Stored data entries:
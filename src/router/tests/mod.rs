use super::*;
use crate::coords::Coordinates;
use crate::peer::LOCAL_PORT;
use crate::protocol::{AddressScheme, Frame};
use std::collections::HashMap;
use std::sync::Mutex;
use std::time::Duration;


pub(super) fn make_key(val: u8) -> PublicKey {
    let mut bytes = [0u8; 32];
    bytes[0] = val;
    PublicKey::from_bytes(bytes)
}

pub(super) fn make_coords(ports: &[PortId]) -> Coordinates {
    Coordinates::new(ports.to_vec())
}

pub(super) fn make_peer(port: PortId) -> (Arc<Peer>, PeerRx) {
    Peer::new(port, Some(make_key(port as u8)), 16)
}

/// Resolver double: answers by frame type and records every lookup.
#[derive(Default)]
pub(super) struct ScriptedResolver {
    routes: Mutex<HashMap<FrameType, NextHop>>,
    calls: Mutex<Vec<(PortId, Frame)>>,
}

impl ScriptedResolver {
    pub(super) fn route(&self, frame_type: FrameType, next_hop: NextHop) {
        self.routes.lock().unwrap().insert(frame_type, next_hop);
    }

    pub(super) fn calls(&self) -> Vec<(PortId, Frame)> {
        self.calls.lock().unwrap().clone()
    }
}

impl NextHopResolver for ScriptedResolver {
    fn resolve(&self, from: &Peer, frame: &Frame) -> NextHop {
        self.calls.lock().unwrap().push((from.port(), frame.clone()));
        self.routes
            .lock()
            .unwrap()
            .get(&frame.frame_type())
            .cloned()
            .unwrap_or(NextHop::NoRoute)
    }
}

/// One recorded handler invocation.
#[derive(Clone, Debug, PartialEq, Eq)]
pub(super) struct HandlerCall {
    pub handler: &'static str,
    pub port: PortId,
    pub frame_type: FrameType,
    /// For setup: port of the hop passed in, if any.
    pub next_port: Option<PortId>,
}

/// Handler double: records calls, optionally fails one handler.
pub(super) struct RecordingHandlers {
    calls: Mutex<Vec<HandlerCall>>,
    failing: Mutex<Option<&'static str>>,
    teardown_hop: Mutex<NextHop>,
    coords: Coordinates,
}

impl RecordingHandlers {
    pub(super) fn new(coords: Coordinates) -> Self {
        Self {
            calls: Mutex::new(Vec::new()),
            failing: Mutex::new(None),
            teardown_hop: Mutex::new(NextHop::NoRoute),
            coords,
        }
    }

    pub(super) fn fail(&self, handler: &'static str) {
        *self.failing.lock().unwrap() = Some(handler);
    }

    pub(super) fn set_teardown_hop(&self, next_hop: NextHop) {
        *self.teardown_hop.lock().unwrap() = next_hop;
    }

    pub(super) fn calls(&self) -> Vec<HandlerCall> {
        self.calls.lock().unwrap().clone()
    }

    fn record(
        &self,
        handler: &'static str,
        from: &Peer,
        frame: &Frame,
        next_hop: Option<&NextHop>,
    ) -> Result<(), HandlerError> {
        self.calls.lock().unwrap().push(HandlerCall {
            handler,
            port: from.port(),
            frame_type: frame.frame_type(),
            next_port: next_hop.and_then(|hop| hop.peer()).map(|peer| peer.port()),
        });
        if *self.failing.lock().unwrap() == Some(handler) {
            return Err(HandlerError::Rejected(format!("{} refused", handler)));
        }
        Ok(())
    }
}

impl ProtocolHandlers for RecordingHandlers {
    fn handle_tree_announcement(&self, from: &Peer, frame: &Frame) -> Result<(), HandlerError> {
        self.record("handle_tree_announcement", from, frame, None)
    }

    fn handle_bootstrap(&self, from: &Peer, frame: &Frame) -> Result<(), HandlerError> {
        self.record("handle_bootstrap", from, frame, None)
    }

    fn handle_bootstrap_ack(&self, from: &Peer, frame: &Frame) -> Result<(), HandlerError> {
        self.record("handle_bootstrap_ack", from, frame, None)
    }

    fn handle_setup(
        &self,
        from: &Peer,
        frame: &Frame,
        next_hop: &NextHop,
    ) -> Result<(), HandlerError> {
        self.record("handle_setup", from, frame, Some(next_hop))
    }

    fn handle_teardown(&self, from: &Peer, frame: &Frame) -> Result<NextHop, HandlerError> {
        self.record("handle_teardown", from, frame, None)?;
        Ok(self.teardown_hop.lock().unwrap().clone())
    }

    fn local_coordinates(&self) -> Coordinates {
        self.coords.clone()
    }
}

/// A router wired to scripted collaborators.
pub(super) struct TestRouter {
    pub router: Router,
    pub local_rx: PeerRx,
    pub resolver: Arc<ScriptedResolver>,
    pub handlers: Arc<RecordingHandlers>,
}

pub(super) fn make_router() -> TestRouter {
    make_router_with_config(Config::new())
}

pub(super) fn make_router_with_config(config: Config) -> TestRouter {
    let resolver = Arc::new(ScriptedResolver::default());
    let handlers = Arc::new(RecordingHandlers::new(make_coords(&[1, 4])));
    let (router, local_rx) =
        Router::with_identity(Identity::generate(), config, resolver.clone(), handlers.clone());
    TestRouter {
        router,
        local_rx,
        resolver,
        handlers,
    }
}

// ===== Router construction =====

#[test]
fn test_router_new_uses_configured_identity() {
    let identity = Identity::generate();
    let mut config = Config::new();
    config.router.identity.secret = Some(identity.secret_hex());

    let resolver = Arc::new(ScriptedResolver::default());
    let handlers = Arc::new(RecordingHandlers::new(Coordinates::root()));
    let (router, _local_rx) = Router::new(config, resolver, handlers).unwrap();

    assert_eq!(router.public_key(), identity.public_key());
    assert!(router.local_peer().is_local());
    assert_eq!(router.local_peer().public_key(), Some(&identity.public_key()));
    assert!(router.pings().is_empty());
}

#[test]
fn test_router_new_rejects_bad_secret() {
    let mut config = Config::new();
    config.router.identity.secret = Some("00".to_string());

    let resolver = Arc::new(ScriptedResolver::default());
    let handlers = Arc::new(RecordingHandlers::new(Coordinates::root()));
    let result = Router::new(config, resolver, handlers);
    assert!(matches!(result, Err(RouterError::Config(_))));
}

#[test]
fn test_new_peer_uses_configured_queue_depth() {
    let mut config = Config::new();
    config.router.peers.queue_depth = Some(2);
    let t = make_router_with_config(config);

    let (peer, _rx) = t.router.new_peer(5, None);
    assert_eq!(peer.port(), 5);
    assert!(peer.send(Frame::keepalive()));
    assert!(peer.send(Frame::keepalive()));
    assert!(!peer.send(Frame::keepalive()));
}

__Task directions__:
From the records above, copy every line that holds the word "HashMap".

__Answer to this task__:
use std::collections::HashMap;
    routes: Mutex<HashMap<FrameType, NextHop>>,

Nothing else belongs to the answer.